The answer should be each line of the records that contains the word "Error"; please copy them all.

» Extracted information:
☆ ☆ ☆ ☆

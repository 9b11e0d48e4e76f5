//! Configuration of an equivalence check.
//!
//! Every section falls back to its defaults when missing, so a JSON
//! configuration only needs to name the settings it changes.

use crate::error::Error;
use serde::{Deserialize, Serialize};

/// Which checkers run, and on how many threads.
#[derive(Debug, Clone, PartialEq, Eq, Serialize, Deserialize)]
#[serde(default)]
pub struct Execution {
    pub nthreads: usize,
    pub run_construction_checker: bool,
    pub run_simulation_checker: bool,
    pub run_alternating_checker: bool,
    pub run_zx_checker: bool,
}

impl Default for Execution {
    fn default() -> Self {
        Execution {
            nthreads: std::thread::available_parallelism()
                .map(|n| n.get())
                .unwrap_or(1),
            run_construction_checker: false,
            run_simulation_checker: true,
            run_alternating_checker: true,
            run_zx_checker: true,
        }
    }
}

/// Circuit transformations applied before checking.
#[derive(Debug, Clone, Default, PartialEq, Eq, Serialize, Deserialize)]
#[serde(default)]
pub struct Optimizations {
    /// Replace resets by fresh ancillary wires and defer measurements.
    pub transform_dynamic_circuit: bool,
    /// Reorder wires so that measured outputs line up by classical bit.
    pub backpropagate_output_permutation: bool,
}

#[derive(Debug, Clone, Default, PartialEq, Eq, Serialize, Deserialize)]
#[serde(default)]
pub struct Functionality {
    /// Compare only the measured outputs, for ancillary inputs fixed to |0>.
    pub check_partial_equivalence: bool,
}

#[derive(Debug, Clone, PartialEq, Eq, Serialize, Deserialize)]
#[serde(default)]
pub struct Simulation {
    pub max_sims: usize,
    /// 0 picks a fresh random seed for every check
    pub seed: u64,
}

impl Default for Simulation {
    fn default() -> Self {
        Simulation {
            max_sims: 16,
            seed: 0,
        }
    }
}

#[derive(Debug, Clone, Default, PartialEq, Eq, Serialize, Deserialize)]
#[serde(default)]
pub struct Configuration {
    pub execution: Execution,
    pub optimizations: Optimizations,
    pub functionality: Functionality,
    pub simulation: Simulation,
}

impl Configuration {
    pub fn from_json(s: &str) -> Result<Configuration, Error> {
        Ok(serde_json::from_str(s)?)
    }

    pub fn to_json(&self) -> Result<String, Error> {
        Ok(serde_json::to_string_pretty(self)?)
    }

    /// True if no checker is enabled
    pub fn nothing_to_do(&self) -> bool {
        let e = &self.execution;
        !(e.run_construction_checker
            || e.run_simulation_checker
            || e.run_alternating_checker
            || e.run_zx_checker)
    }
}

☆ ☆ ☆ ☆

» Output of the exercise:
use crate::error::Error;
    pub fn from_json(s: &str) -> Result<Configuration, Error> {
    pub fn to_json(&self) -> Result<String, Error> {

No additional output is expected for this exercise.